The conferences are sponsored by the American Chemical Society, the world's largest scientific society, and feature presentations by scientists who are hand-picked because of their expertise in a particular area of research.
Drug discovery is a global multi-billion dollar enterprise dedicated to the research and development of pharmaceuticals to treat all types of diseases and ailments, ranging from the rare to the commonplace. The conference in Philadelphia includes structural biologists and computational and medicinal chemists who will address a variety of topics related to drug discovery, such as modeling protein-ligand interactions, determining target structures, and structure-based design of drugs.
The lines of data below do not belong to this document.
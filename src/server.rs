//! Stateless validation endpoints and email triggers.
//!
//! Every route is a pure request/response pair over the shared
//! [`AppConfig`]; no session state lives on the server. Duplicate-guess
//! and attempt accounting stay with the client, which supplies its own
//! history in the request body.

use std::net::SocketAddr;
use std::sync::Arc;

use axum::extract::State;
use axum::extract::rejection::JsonRejection;
use axum::http::{HeaderMap, StatusCode, header};
use axum::response::{IntoResponse, Response};
use axum::routing::{get, post};
use axum::{Json, Router};
use chrono::Utc;
use serde::Deserialize;
use serde_json::json;

use crate::answers::{self, GuessError};
use crate::config::{AppConfig, ConfigError};
use crate::email::{self, Mailer, ResendMailer};
use crate::wordbank::WordBank;

#[derive(Clone)]
pub struct AppState {
    pub config: Arc<AppConfig>,
    pub wordbank: Arc<WordBank>,
    /// Absent when no API key is configured; email routes then report a
    /// configuration error per request.
    pub mailer: Option<Arc<dyn Mailer>>,
}

impl AppState {
    pub fn new(config: Arc<AppConfig>, wordbank: Arc<WordBank>) -> Self {
        let mailer = config
            .resend_api_key
            .clone()
            .map(|key| Arc::new(ResendMailer::new(key)) as Arc<dyn Mailer>);
        Self {
            config,
            wordbank,
            mailer,
        }
    }
}

pub fn router(state: AppState) -> Router {
    Router::new()
        .route("/api/check-riddle", post(check_riddle))
        .route("/api/check-theme", post(check_theme))
        .route("/api/check-guess", post(check_guess))
        .route("/api/notify-solved", post(notify_solved))
        .route("/api/daily-email", get(daily_email))
        .with_state(state)
}

pub async fn serve(addr: SocketAddr, state: AppState) -> std::io::Result<()> {
    let listener = tokio::net::TcpListener::bind(addr).await?;
    log::info!("Validation endpoints listening on {}", listener.local_addr()?);
    axum::serve(listener, router(state)).await
}

#[derive(Debug, Deserialize)]
struct AnswerBody {
    #[serde(default)]
    answer: Option<String>,
}

#[derive(Debug, Deserialize)]
struct GuessBody {
    #[serde(default)]
    guess: Option<String>,
    #[serde(default, rename = "previousGuesses")]
    previous_guesses: Vec<String>,
}

async fn check_riddle(
    State(state): State<AppState>,
    body: Result<Json<AnswerBody>, JsonRejection>,
) -> Response {
    let Ok(Json(body)) = body else {
        return invalid_answer_request();
    };
    let answer = body.answer.unwrap_or_default();
    match answers::check_riddle(&state.config, &answer) {
        Ok(correct) => Json(json!({ "correct": correct })).into_response(),
        Err(e) => (
            StatusCode::INTERNAL_SERVER_ERROR,
            Json(json!({ "correct": false, "error": e.to_string() })),
        )
            .into_response(),
    }
}

async fn check_theme(
    State(state): State<AppState>,
    body: Result<Json<AnswerBody>, JsonRejection>,
) -> Response {
    let Ok(Json(body)) = body else {
        return invalid_answer_request();
    };
    let answer = body.answer.unwrap_or_default();
    let correct = answers::check_theme(&state.config, &answer);
    Json(json!({ "correct": correct })).into_response()
}

async fn check_guess(
    State(state): State<AppState>,
    body: Result<Json<GuessBody>, JsonRejection>,
) -> Response {
    let Ok(Json(body)) = body else {
        return (
            StatusCode::BAD_REQUEST,
            Json(json!({ "error": "Invalid request" })),
        )
            .into_response();
    };
    let guess = body.guess.unwrap_or_default();
    match answers::check_guess(&state.config, &state.wordbank, &guess, &body.previous_guesses) {
        Ok(feedbacks) => Json(json!({ "feedbacks": feedbacks })).into_response(),
        Err(e) => guess_error_response(&e),
    }
}

async fn notify_solved(State(state): State<AppState>) -> Response {
    let Some(mailer) = state.mailer.as_ref() else {
        return notify_error(&ConfigError::EmailSettingMissing("RESEND_API_KEY").to_string());
    };
    if state.config.success_recipients.is_empty() {
        return notify_error(
            &ConfigError::EmailSettingMissing("SUCCESS_EMAIL_RECIPIENTS").to_string(),
        );
    }
    match email::send_solved_notification(&state.config, mailer.as_ref(), Utc::now()).await {
        Ok(sent) => {
            log::info!("Solved notification delivered to {sent} recipients");
            Json(json!({ "ok": true })).into_response()
        }
        Err(e) => {
            log::error!("Solved notification failed: {e}");
            notify_error(&e.to_string())
        }
    }
}

async fn daily_email(State(state): State<AppState>, headers: HeaderMap) -> Response {
    let Some(secret) = state.config.cron_secret.as_deref() else {
        return server_error(&ConfigError::CronSecretUnset.to_string());
    };
    let auth = headers
        .get(header::AUTHORIZATION)
        .and_then(|v| v.to_str().ok());
    if !bearer_matches(secret, auth) {
        return (
            StatusCode::UNAUTHORIZED,
            Json(json!({ "error": "Unauthorized" })),
        )
            .into_response();
    }
    if state.config.daily_recipients.is_empty() {
        log::error!("No daily recipients configured (DAILY_EMAIL_RECIPIENTS empty or invalid)");
        return server_error("No recipients configured");
    }
    let Some(mailer) = state.mailer.as_ref() else {
        return server_error(&ConfigError::EmailSettingMissing("RESEND_API_KEY").to_string());
    };
    match email::send_daily_broadcast(&state.config, mailer.as_ref()).await {
        Ok(sent) => Json(json!({ "success": true, "sent": sent })).into_response(),
        Err(e) => {
            log::error!("Daily broadcast error: {e}");
            server_error("Failed to send daily emails")
        }
    }
}

fn bearer_matches(secret: &str, header_value: Option<&str>) -> bool {
    header_value.is_some_and(|h| h == format!("Bearer {secret}"))
}

fn guess_error_response(err: &GuessError) -> Response {
    let status = match err {
        GuessError::Config(_) => StatusCode::INTERNAL_SERVER_ERROR,
        _ => StatusCode::BAD_REQUEST,
    };
    (status, Json(json!({ "error": err.to_string() }))).into_response()
}

fn invalid_answer_request() -> Response {
    (
        StatusCode::BAD_REQUEST,
        Json(json!({ "correct": false, "error": "Invalid request" })),
    )
        .into_response()
}

fn notify_error(message: &str) -> Response {
    (
        StatusCode::INTERNAL_SERVER_ERROR,
        Json(json!({ "ok": false, "error": message })),
    )
        .into_response()
}

fn server_error(message: &str) -> Response {
    (
        StatusCode::INTERNAL_SERVER_ERROR,
        Json(json!({ "error": message })),
    )
        .into_response()
}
Senior medicinal chemists from major pharmaceutical companies will describe how structure-based design is currently being used in their organizations to drive discovery programs. The interdisciplinary nature of this conference will provide an opportunity to explore structure-based design as an integrated enterprise and promote the exchange of ideas across disciplines. The conference chairs are Charles Reynolds of Johnson & Johnson, Kenneth Merz of Penn State University and Dagmar Ringe of Brandeis University.
A list of speakers, as well as general information about the conference, is available at www.ACSProSpectives.org, by calling 800-227-5558 (ask for ACS ProSpectives), or by e-mailing ACSProSpectives@acs.org.
ACS ProSpectives is a series of small conferences limited to 150 or fewer attendees to best facilitate interaction among the participants. Conferences typically feature extended presentations from 15-25 of a field's leading researchers. The conferences are in addition to the Society's two national meetings and its eight to 10 regional meetings held every year.